Her father’s words played through her mind over and over again, tearing her up, making her wish she was living a different life.

Her father turned around swiftly, still huddled over Maya’s mother, and opened his mouth in a grizzly display of gore. He screamed out, a gurgling, distorted sound that had chunks and fluid spewing from his mouth and down his chin. They held each other’s stare for several seconds, the wheezing coming from her father a reminder of the pain he endured while alive and during his last moments on this planet.

She backed away slowly, survival taking over. She’d been prepared for this since her father came home with the bite, and although she dreaded this moment, she couldn’t back down. Maya had to do this for her father, to end his suffering.

Turning and running toward the bathroom when her dad rose and started shuffling toward her, Maya slammed and locked the door for good measure, went over to the closet, pulled open the door, and pushed the hanging clothes away. She dropped to her knees and instantly saw what she was going after.

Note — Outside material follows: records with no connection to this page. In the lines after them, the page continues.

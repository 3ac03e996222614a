//! Conversation and OpenAI-compatible wire types

use serde::{Deserialize, Deserializer, Serialize};
use std::fmt;

/// Author of a turn
#[derive(Debug, Clone, Copy, Serialize, PartialEq, Eq, Hash)]
#[serde(rename_all = "lowercase")]
pub enum Role {
    User,
    Assistant,
    System,
}

impl Role {
    pub fn as_str(&self) -> &'static str {
        match self {
            Role::User => "user",
            Role::Assistant => "assistant",
            Role::System => "system",
        }
    }

    /// Label used when rendering history as plain text
    pub fn label(&self) -> &'static str {
        match self {
            Role::User => "User",
            Role::Assistant => "Assistant",
            Role::System => "System",
        }
    }

    /// Parse a role name, accepting the `human` / `ai` spellings some
    /// frontends send.
    pub fn parse(value: &str) -> Option<Self> {
        match value.trim().to_lowercase().as_str() {
            "user" | "human" => Some(Role::User),
            "assistant" | "ai" => Some(Role::Assistant),
            "system" => Some(Role::System),
            _ => None,
        }
    }
}

impl fmt::Display for Role {
    fn fmt(&self, f: &mut fmt::Formatter<'_>) -> fmt::Result {
        f.write_str(self.as_str())
    }
}

impl<'de> Deserialize<'de> for Role {
    fn deserialize<D>(deserializer: D) -> std::result::Result<Self, D::Error>
    where
        D: Deserializer<'de>,
    {
        let value = String::deserialize(deserializer)?;
        Role::parse(&value).ok_or_else(|| {
            serde::de::Error::unknown_variant(&value, &["user", "assistant", "system"])
        })
    }
}

/// One message in a conversation
#[derive(Debug, Clone, Serialize, Deserialize, PartialEq, Eq)]
pub struct Turn {
    pub role: Role,
    pub content: String,
}

impl Turn {
    pub fn new(role: Role, content: impl Into<String>) -> Self {
        Self {
            role,
            content: content.into(),
        }
    }

    /// Create a user turn
    pub fn user(text: impl Into<String>) -> Self {
        Self::new(Role::User, text)
    }

    /// Create an assistant turn
    pub fn assistant(text: impl Into<String>) -> Self {
        Self::new(Role::Assistant, text)
    }

    /// Create a system turn
    pub fn system(text: impl Into<String>) -> Self {
        Self::new(Role::System, text)
    }
}

// ============================================================================
// OpenAI-compatible types (Groq)
// ============================================================================

/// Chat message as sent to the provider
#[derive(Debug, Clone, Serialize, Deserialize, PartialEq)]
pub struct ChatMessage {
    pub role: String,
    pub content: String,
}

impl From<&Turn> for ChatMessage {
    fn from(turn: &Turn) -> Self {
        Self {
            role: turn.role.as_str().to_string(),
            content: turn.content.clone(),
        }
    }
}

/// Chat completion request body
#[derive(Debug, Clone, Serialize)]
pub struct ChatCompletionRequest {
    pub model: String,
    pub messages: Vec<ChatMessage>,
    pub max_tokens: u32,
    pub temperature: f32,
    #[serde(skip_serializing_if = "std::ops::Not::not")]
    pub stream: bool,
}

/// Chat completion response body
#[derive(Debug, Clone, Deserialize)]
pub struct ChatCompletionResponse {
    #[serde(default)]
    pub id: Option<String>,
    #[serde(default)]
    pub model: Option<String>,
    #[serde(default)]
    pub choices: Vec<ChatChoice>,
    #[serde(default)]
    pub usage: Option<Usage>,
}

#[derive(Debug, Clone, Deserialize)]
pub struct ChatChoice {
    pub message: ChatMessageResponse,
    #[serde(default)]
    pub finish_reason: Option<String>,
}

#[derive(Debug, Clone, Deserialize)]
pub struct ChatMessageResponse {
    #[serde(default)]
    pub role: Option<String>,
    #[serde(default)]
    pub content: Option<String>,
}

#[derive(Debug, Clone, Deserialize, Default)]
pub struct Usage {
    #[serde(default)]
    pub prompt_tokens: u64,
    #[serde(default)]
    pub completion_tokens: u64,
    #[serde(default)]
    pub total_tokens: u64,
}

impl ChatCompletionResponse {
    /// Content of the first choice, if the provider returned one
    pub fn first_content(&self) -> Option<&str> {
        self.choices
            .first()
            .and_then(|choice| choice.message.content.as_deref())
    }
}

/// One `data:` payload of a streamed completion
#[derive(Debug, Clone, Deserialize)]
pub struct ChatCompletionChunk {
    #[serde(default)]
    pub choices: Vec<ChunkChoice>,
    /// Error object sent in place of a chunk (rate limits, overload)
    #[serde(default)]
    pub error: Option<serde_json::Value>,
}

impl ChatCompletionChunk {
    /// Human-readable message of an in-stream error, if any
    pub fn error_message(&self) -> Option<String> {
        self.error.as_ref().map(|error| match error.get("message").and_then(|m| m.as_str()) {
            Some(message) => message.to_string(),
            None => error.to_string(),
        })
    }
}

#[derive(Debug, Clone, Deserialize)]
pub struct ChunkChoice {
    #[serde(default)]
    pub delta: ChunkDelta,
    #[serde(default)]
    pub finish_reason: Option<String>,
}

#[derive(Debug, Clone, Deserialize, Default)]
pub struct ChunkDelta {
    #[serde(default)]
    pub content: Option<String>,
}
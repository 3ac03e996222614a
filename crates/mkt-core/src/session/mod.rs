//! Session management module
//!
//! In-memory conversation history keyed by generated session id.

mod manager;
mod types;

pub use manager::{Exchange, ExchangeTarget, SessionManager};
pub use types::{Session, SessionSummary, GREETING};
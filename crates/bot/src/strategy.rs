// Copyright (C) 2025 Vince Vasta
// SPDX-License-Identifier: Apache-2.0

//! Bot strategies.
use rand::{Rng, SeedableRng, rngs::StdRng};

use riverboat_core::{
    betting::{Action, ActionRequest},
    player::Player,
    poker::{Card, Chips, HandCategory, Rank, Street, evaluate},
};

/// A Poker bot strategy.
pub trait Strategy {
    /// Returns an action given the request, the acting player and the board.
    fn execute(&mut self, req: &ActionRequest, player: &Player, board: &[Card]) -> Action;
}

/// The available strategies.
#[derive(Debug, Clone, Copy, PartialEq, Eq, clap::ValueEnum)]
pub enum StrategyKind {
    /// Always check or call.
    Calling,
    /// Random actions.
    Random,
    /// Bet with strong hands, fold weak ones.
    Strength,
}

impl StrategyKind {
    /// Creates a strategy of this kind, the seed is used by random strategies.
    pub fn build(self, seed: u64) -> Box<dyn Strategy> {
        match self {
            StrategyKind::Calling => Box::new(CallingStrategy),
            StrategyKind::Random => Box::new(RandomStrategy::new(seed)),
            StrategyKind::Strength => Box::new(HandStrengthStrategy),
        }
    }
}

/// Always check or call.
#[derive(Debug, Clone, Copy)]
pub struct CallingStrategy;

impl Strategy for CallingStrategy {
    fn execute(&mut self, _req: &ActionRequest, _player: &Player, _board: &[Card]) -> Action {
        Action::CheckCall
    }
}

/// Folds, calls or raises at random.
#[derive(Debug, Clone)]
pub struct RandomStrategy {
    rng: StdRng,
    fold: f64,
    raise: f64,
}

impl RandomStrategy {
    /// Creates a strategy that folds 10% and raises 20% of the times.
    pub fn new(seed: u64) -> Self {
        Self::with_odds(seed, 0.1, 0.2)
    }

    /// Creates a strategy with the given fold and raise probabilities.
    pub fn with_odds(seed: u64, fold: f64, raise: f64) -> Self {
        Self {
            rng: StdRng::seed_from_u64(seed),
            fold,
            raise,
        }
    }
}

impl Strategy for RandomStrategy {
    fn execute(&mut self, req: &ActionRequest, _player: &Player, _board: &[Card]) -> Action {
        let p = self.rng.random::<f64>();

        if p < self.fold && !req.can_check() {
            Action::Fold
        } else if p >= 1.0 - self.raise && req.can_raise() {
            // Raise between the minimum and the pot.
            let extra = self.rng.random_range(0..=req.pot.amount());
            req.raise_to(req.min_raise + Chips::new(extra))
        } else {
            Action::CheckCall
        }
    }
}

/// Plays according to the hand category.
///
/// Preflop it raises with pairs and big cards and calls small bets, after the
/// flop it bets half the pot with two pair or better, calls with a pair and
/// gives up otherwise.
#[derive(Debug, Clone, Copy)]
pub struct HandStrengthStrategy;

impl HandStrengthStrategy {
    fn preflop(req: &ActionRequest, cards: &[Card]) -> Action {
        let [c1, c2] = cards else {
            return Self::check_or_fold(req);
        };

        let big_cards = c1.rank() >= Rank::Ten && c2.rank() >= Rank::Ten;
        if c1.rank() == c2.rank() || big_cards {
            let big_blind = req.min_raise - req.largest_bet;
            if req.largest_bet <= big_blind * 4 {
                req.raise_to(req.min_raise)
            } else {
                Action::CheckCall
            }
        } else if c1.rank() == Rank::Ace || c2.rank() == Rank::Ace || req.to_call <= req.pot / 4 {
            Action::CheckCall
        } else {
            Self::check_or_fold(req)
        }
    }

    fn postflop(req: &ActionRequest, cards: &[Card]) -> Action {
        match evaluate(cards).map(|h| h.category()) {
            Ok(c) if c >= HandCategory::TwoPair => req.raise_to(req.largest_bet + req.pot / 2),
            Ok(HandCategory::Pair) if req.to_call <= req.pot / 2 => Action::CheckCall,
            _ => Self::check_or_fold(req),
        }
    }

    fn check_or_fold(req: &ActionRequest) -> Action {
        if req.can_check() {
            Action::CheckCall
        } else {
            Action::Fold
        }
    }
}

impl Strategy for HandStrengthStrategy {
    fn execute(&mut self, req: &ActionRequest, player: &Player, board: &[Card]) -> Action {
        let mut cards = player.hole_cards.to_vec();
        if req.street == Street::Preflop {
            Self::preflop(req, &cards)
        } else {
            cards.extend_from_slice(board);
            Self::postflop(req, &cards)
        }
    }
}

#[cfg(test)]
mod tests {
    use super::*;
    use riverboat_core::{
        player::Roster,
        poker::{Chips, PlayerCards},
    };

    fn cards(s: &str) -> Vec<Card> {
        s.split_whitespace().map(|c| c.parse().unwrap()).collect()
    }

    fn roster_with(hole: &str) -> Roster {
        let mut roster = Roster::new([("bot", Chips::new(100)), ("villain", Chips::new(100))]);
        let hole = cards(hole);
        roster.seat_mut(0).hole_cards = PlayerCards::Cards(hole[0], hole[1]);
        roster
    }

    fn request(roster: &Roster, street: Street, largest_bet: u32, pot: u32) -> ActionRequest {
        let player = roster.seat(0);
        ActionRequest {
            player_id: player.id(),
            position: 0,
            street,
            largest_bet: Chips::new(largest_bet),
            player_bet: Chips::ZERO,
            to_call: Chips::new(largest_bet),
            min_raise: Chips::new(largest_bet + 2),
            max_bet: player.chips,
            pot: Chips::new(pot),
        }
    }

    #[test]
    fn calling_strategy() {
        let roster = roster_with("2C 7D");
        let req = request(&roster, Street::Flop, 50, 60);
        let action = CallingStrategy.execute(&req, roster.seat(0), &[]);
        assert_eq!(action, Action::CheckCall);
    }

    #[test]
    fn random_strategy_odds() {
        let roster = roster_with("2C 7D");
        let player = roster.seat(0);

        let mut folding = RandomStrategy::with_odds(1, 1.0, 0.0);
        let req = request(&roster, Street::Turn, 10, 20);
        assert_eq!(folding.execute(&req, player, &[]), Action::Fold);

        // Never folds when it can check.
        let req = request(&roster, Street::Turn, 0, 20);
        assert_eq!(folding.execute(&req, player, &[]), Action::CheckCall);

        let mut raising = RandomStrategy::with_odds(1, 0.0, 1.0);
        for _ in 0..100 {
            let Action::BetRaise(amount) = raising.execute(&req, player, &[]) else {
                panic!("expected a raise");
            };

            assert!(amount >= req.min_raise && amount <= req.max_bet);
        }
    }

    #[test]
    fn strength_preflop() {
        let roster = roster_with("9C 9D");
        let req = request(&roster, Street::Preflop, 2, 3);
        let action = HandStrengthStrategy.execute(&req, roster.seat(0), &[]);
        assert_eq!(action, Action::BetRaise(Chips::new(4)));

        // Calls a big raise with a pair.
        let req = request(&roster, Street::Preflop, 40, 50);
        let action = HandStrengthStrategy.execute(&req, roster.seat(0), &[]);
        assert_eq!(action, Action::CheckCall);

        let roster = roster_with("7C 2D");
        let req = request(&roster, Street::Preflop, 40, 50);
        let action = HandStrengthStrategy.execute(&req, roster.seat(0), &[]);
        assert_eq!(action, Action::Fold);
    }

    #[test]
    fn strength_postflop() {
        let roster = roster_with("KC KD");
        let board = cards("KS 7H 2C");

        let req = request(&roster, Street::Flop, 0, 20);
        let action = HandStrengthStrategy.execute(&req, roster.seat(0), &board);
        assert_eq!(action, Action::BetRaise(Chips::new(10)));

        // Nothing on the board folds to a bet and checks otherwise.
        let roster = roster_with("4C 5D");
        let board = cards("KS QH 9C");
        let req = request(&roster, Street::Flop, 10, 20);
        let action = HandStrengthStrategy.execute(&req, roster.seat(0), &board);
        assert_eq!(action, Action::Fold);

        let req = request(&roster, Street::Flop, 0, 20);
        let action = HandStrengthStrategy.execute(&req, roster.seat(0), &board);
        assert_eq!(action, Action::CheckCall);
    }
}
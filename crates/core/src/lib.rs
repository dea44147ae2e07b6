// Copyright (C) 2025 Vince Vasta
// SPDX-License-Identifier: Apache-2.0

//! Riverboat Poker core types.
//!
//! The [betting] module runs one street of betting over a [player::Roster]
//! asking a [betting::DecisionProvider] for each player action, the [table]
//! module deals the cards, runs the four streets, and settles the showdown.
#![warn(clippy::all, rust_2018_idioms, missing_docs)]

pub mod betting;
pub mod player;
pub mod poker;
pub mod table;
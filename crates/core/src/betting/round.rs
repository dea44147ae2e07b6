// Copyright (C) 2025 Vince Vasta
// SPDX-License-Identifier: Apache-2.0

//! Single street betting state machine.
use ahash::AHashSet;
use log::{debug, info};

use crate::{
    player::Roster,
    poker::{Chips, Stakes, Street},
};

use super::{Action, ActionRequest, BettingError, StreetResult};

/// The street bets and pot ledger.
///
/// Bets and turns are indexed by roster position, the roster seating order
/// cannot change while a street is in progress.
#[derive(Debug, Clone, PartialEq, Eq)]
pub struct BettingState {
    /// The chips collected from previous streets and antes.
    pub pot: Chips,
    /// The bets placed in this street by each position.
    pub bets: Vec<Chips>,
    /// The position that acts next.
    pub turn: usize,
    /// The position of the last player that bet or raised, never a folded
    /// player.
    pub last_aggressor: usize,
    /// Positions that have neither folded nor gone all-in.
    pub contesting: AHashSet<usize>,
}

impl BettingState {
    /// The largest bet in this street.
    pub fn largest_bet(&self) -> Chips {
        self.bets.iter().max().copied().unwrap_or_default()
    }

    /// The sum of all bets in this street.
    pub fn street_bets(&self) -> Chips {
        self.bets.iter().sum()
    }
}

#[derive(Debug, Clone, Copy, PartialEq, Eq)]
enum Phase {
    Acting,
    Closed { early_winner: Option<usize> },
}
// Copyright (C) 2025 Vince Vasta
// SPDX-License-Identifier: Apache-2.0

//! Table player types.
use serde::{Deserialize, Serialize};
use std::fmt;

use crate::poker::{Chips, PlayerCards};

/// A stable player identifier, an index into the roster players.
#[derive(Debug, Clone, Copy, PartialEq, Eq, PartialOrd, Ord, Hash, Serialize, Deserialize)]
pub struct PlayerId(usize);

impl PlayerId {
    /// The index of this player in the roster.
    pub fn index(&self) -> usize {
        self.0
    }
}

impl fmt::Display for PlayerId {
    fn fmt(&self, f: &mut fmt::Formatter<'_>) -> fmt::Result {
        write!(f, "P{}", self.0)
    }
}

/// A table player state.
#[derive(Debug, Clone)]
pub struct Player {
    id: PlayerId,
    /// This player nickname.
    pub nickname: String,
    /// This player chips.
    pub chips: Chips,
    /// This player private cards.
    pub hole_cards: PlayerCards,
    /// The player has folded this hand.
    pub folded: bool,
    /// The player has committed all the chips this hand.
    pub all_in: bool,
}

impl Player {
    fn new(id: PlayerId, nickname: String, chips: Chips) -> Self {
        Self {
            id,
            nickname,
            chips,
            hole_cards: PlayerCards::None,
            folded: false,
            all_in: false,
        }
    }

    /// The player identifier.
    pub fn id(&self) -> PlayerId {
        self.id
    }

    /// Takes up to `amount` chips from this player stack and returns the chips
    /// actually taken.
    ///
    /// A commitment that reaches the stack size takes the whole stack and sets
    /// the player all-in.
    pub fn commit(&mut self, amount: Chips) -> Chips {
        if amount >= self.chips {
            let committed = self.chips;
            self.chips = Chips::ZERO;
            self.all_in = true;
            committed
        } else {
            self.chips -= amount;
            amount
        }
    }

    /// Sets this player in fold state.
    pub fn fold(&mut self) {
        self.folded = true;
    }

    /// Checks if this player can still act in the hand.
    pub fn can_act(&self) -> bool {
        !self.folded && !self.all_in
    }

    /// Reset state for a new hand.
    fn start_hand(&mut self) {
        self.folded = false;
        self.all_in = false;
        self.hole_cards = PlayerCards::None;
    }
}

/// The table players.
///
/// Players are stored in an arena indexed by [PlayerId] and never removed,
/// the seats hold the players still in the game ordered by position, position
/// 0 posts the small blind and position 1 the big blind.
#[derive(Debug, Clone, Default)]
pub struct Roster {
    players: Vec<Player>,
    seats: Vec<PlayerId>,
}

impl Roster {
    /// Creates a roster from nicknames and stacks, players are seated in the
    /// given order.
    pub fn new<S, I>(players: I) -> Self
    where
        S: Into<String>,
        I: IntoIterator<Item = (S, Chips)>,
    {
        let mut roster = Self::default();
        for (nickname, chips) in players {
            roster.join(nickname, chips);
        }

        roster
    }

    /// Adds a player in the last position.
    pub fn join(&mut self, nickname: impl Into<String>, chips: Chips) -> PlayerId {
        let id = PlayerId(self.players.len());
        self.players.push(Player::new(id, nickname.into(), chips));
        self.seats.push(id);
        id
    }

    /// Returns the number of seated players.
    pub fn len(&self) -> usize {
        self.seats.len()
    }

    /// Checks if there are no seated players.
    pub fn is_empty(&self) -> bool {
        self.seats.is_empty()
    }

    /// Returns the player at the given position.
    ///
    /// Panics if the position is not less than [Roster::len].
    pub fn seat(&self, position: usize) -> &Player {
        &self.players[self.seats[position].0]
    }

    /// Returns the mutable player at the given position.
    ///
    /// Panics if the position is not less than [Roster::len].
    pub fn seat_mut(&mut self, position: usize) -> &mut Player {
        &mut self.players[self.seats[position].0]
    }

    /// Returns a player by id, seated or not.
    pub fn player(&self, id: PlayerId) -> Option<&Player> {
        self.players.get(id.0)
    }

    /// Returns a mutable player by id, seated or not.
    pub fn player_mut(&mut self, id: PlayerId) -> Option<&mut Player> {
        self.players.get_mut(id.0)
    }

    /// Returns the position of a seated player.
    pub fn position(&self, id: PlayerId) -> Option<usize> {
        self.seats.iter().position(|&s| s == id)
    }

    /// Returns an iterator to the seated players in position order.
    pub fn seated(&self) -> impl Iterator<Item = &Player> {
        self.seats.iter().map(|id| &self.players[id.0])
    }

    /// Returns an iterator to all players including the eliminated ones.
    pub fn players(&self) -> impl Iterator<Item = &Player> {
        self.players.iter()
    }

    /// Set state for a new hand.
    pub fn start_hand(&mut self) {
        for id in &self.seats {
            self.players[id.0].start_hand();
        }
    }

    /// Moves every player one position down, the small blind moves to the
    /// last position.
    pub fn rotate(&mut self) {
        if !self.seats.is_empty() {
            self.seats.rotate_left(1);
        }
    }

    /// Removes players that run out of chips and returns their ids.
    pub fn remove_with_no_chips(&mut self) -> Vec<PlayerId> {
        let players = &self.players;
        let (seated, broke) = self
            .seats
            .iter()
            .copied()
            .partition::<Vec<_>, _>(|id| players[id.0].chips > Chips::ZERO);

        self.seats = seated;
        broke
    }
}
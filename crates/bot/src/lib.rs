// Copyright (C) 2025 Vince Vasta
// SPDX-License-Identifier: Apache-2.0

//! Riverboat Bot.
//!
//! Runs a table of bots until one player has all the chips or the hands limit
//! is reached.
#![warn(clippy::all, rust_2018_idioms, missing_docs)]
use anyhow::{Result, bail};
use log::{info, warn};
use rand::{SeedableRng, rngs::StdRng};

use riverboat_core::{
    betting::{Action, ActionRequest, BettingError, DecisionProvider},
    player::{Player, Roster},
    poker::{Card, Chips, Stakes, Street},
    table::Table,
};

pub use riverboat_core as core;

mod strategy;
pub use strategy::{CallingStrategy, HandStrengthStrategy, RandomStrategy, Strategy, StrategyKind};

/// Table simulation configuration.
#[derive(Debug, Clone)]
pub struct Config {
    /// Number of players at the table.
    pub players: u8,
    /// Starting chips for each player.
    pub chips: u32,
    /// The small blind.
    pub small_blind: u32,
    /// The big blind.
    pub big_blind: u32,
    /// The ante paid by every player each hand.
    pub ante: u32,
    /// Maximum number of hands to play.
    pub hands: u64,
    /// The random seed, a random one is used if not set.
    pub seed: Option<u64>,
}

impl Default for Config {
    fn default() -> Self {
        Self {
            players: 6,
            chips: 1_000,
            small_blind: 5,
            big_blind: 10,
            ante: 0,
            hands: 1_000,
            seed: None,
        }
    }
}

static NICKNAMES: &[&str] = &[
    "Alice", "Bob", "Carol", "Dave", "Frank", "Mike", "Nina", "Oscar", "Paula",
];

/// Dispatches the table decisions to each player strategy.
pub struct Bots {
    strategies: Vec<Box<dyn Strategy>>,
    board: Vec<Card>,
}

impl Bots {
    /// Creates bots from strategies indexed by player id.
    pub fn new(strategies: Vec<Box<dyn Strategy>>) -> Self {
        Self {
            strategies,
            board: Vec::with_capacity(5),
        }
    }
}

impl DecisionProvider for Bots {
    fn request_decision(&mut self, player: &Player, req: &ActionRequest) -> Action {
        // The board from the previous hand is stale until the flop.
        let board = if req.street == Street::Preflop {
            &[][..]
        } else {
            &self.board[..]
        };

        match self.strategies.get_mut(player.id().index()) {
            Some(strategy) => strategy.execute(req, player, board),
            None => Action::Fold,
        }
    }

    fn rejected(&mut self, player: &Player, req: &ActionRequest, err: &BettingError) -> Action {
        warn!("{} action rejected: {err}", player.nickname);
        if req.can_check() {
            Action::CheckCall
        } else {
            Action::Fold
        }
    }

    fn board_dealt(&mut self, board: &[Card]) {
        self.board.clear();
        self.board.extend_from_slice(board);
    }
}

/// The final chips count.
#[derive(Debug, Clone)]
pub struct Standings {
    /// The number of hands played.
    pub hands: u64,
    /// Players nicknames and chips sorted by chips.
    pub players: Vec<(String, Chips)>,
}

impl Standings {
    /// The player with most chips.
    pub fn leader(&self) -> Option<&(String, Chips)> {
        self.players.first()
    }
}

/// Runs a table given a config and a strategy factory called for each seat.
pub fn run<F>(config: &Config, mut factory: F) -> Result<Standings>
where
    F: FnMut(usize) -> Box<dyn Strategy>,
{
    if !(2..=NICKNAMES.len()).contains(&(config.players as usize)) {
        bail!("Invalid number of players {}", config.players);
    }

    if config.chips == 0 {
        bail!("Players need some chips to play");
    }

    if config.small_blind > config.big_blind || config.big_blind == 0 {
        bail!(
            "Invalid blinds {}/{}",
            config.small_blind,
            config.big_blind
        );
    }

    let seed = config.seed.unwrap_or_else(rand::random);
    let mut rng = StdRng::seed_from_u64(seed);

    let seats = config.players as usize;
    let roster = Roster::new(
        NICKNAMES[..seats]
            .iter()
            .map(|&nickname| (nickname, Chips::new(config.chips))),
    );

    let stakes = Stakes::new(config.small_blind.into(), config.big_blind.into())
        .with_ante(config.ante.into());

    let mut bots = Bots::new((0..seats).map(&mut factory).collect());
    let mut table = Table::new(roster, stakes);

    info!(
        "Starting table players {seats} chips {} blinds {}/{} ante {} seed {seed}",
        Chips::new(config.chips),
        stakes.small_blind,
        stakes.big_blind,
        stakes.ante
    );

    while !table.is_over() && table.hands() < config.hands {
        let summary = table.play_hand(&mut rng, &mut bots)?;
        for payoff in &summary.payoffs {
            if let Some(player) = table.roster().player(payoff.player_id) {
                info!(
                    "Hand {} {} won {} on the {}",
                    summary.hand, player.nickname, payoff.chips, summary.street
                );
            }
        }
    }

    let mut players = table
        .roster()
        .players()
        .map(|p| (p.nickname.clone(), p.chips))
        .collect::<Vec<_>>();
    players.sort_by(|a, b| b.1.cmp(&a.1));

    if let Some(leader) = table.chip_leader() {
        info!(
            "Table ended after {} hands, {} leads with {}",
            table.hands(),
            leader.nickname,
            leader.chips
        );
    }

    Ok(Standings {
        hands: table.hands(),
        players,
    })
}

Lying on the floor along with a box of shells beside it was her father’s shotgun. The rifle was in the living room, the center of the house. She had weapons stashed throughout the home for this particular situation or if anyone tried fucking with her and her family.

Maya grabbed the gun, checked the chamber to make sure it was full and ready to go, and closed her eyes, breathing out slowly. The sound of her dad coming closer, his feet dragging on the hardwood, had the tears coming fast and strong. Squeezing her eyes harder, telling herself she could do this, that she had to do this, she rose and turned to face the door just as the booming knocks came.

Thud. Thud. Thud.

She could picture her now dead father pounding a bloody fist on the door, smearing her mother’s blood over the wood, making it a grisly reminder of what the world had come to.

Maya moved closer to it, her hands shaking, her mouth dry, and her throat tight. The pounding continued, matching the beat of her heart. She was a foot from the door now, and taking a deep breath, she lifted the gun and held it steady with both hands. She had two shells in the shotgun, and she wouldn’t waste them, wouldn’t make her father suffer more than he might be already.

She didn’t know if the infected felt pain, if they even remembered anything of their former lives, but she did know one thing for sure—they didn’t get better. They decayed even more, their bodies rotting, slowly become nothing more than rancid, putrid flesh on bones.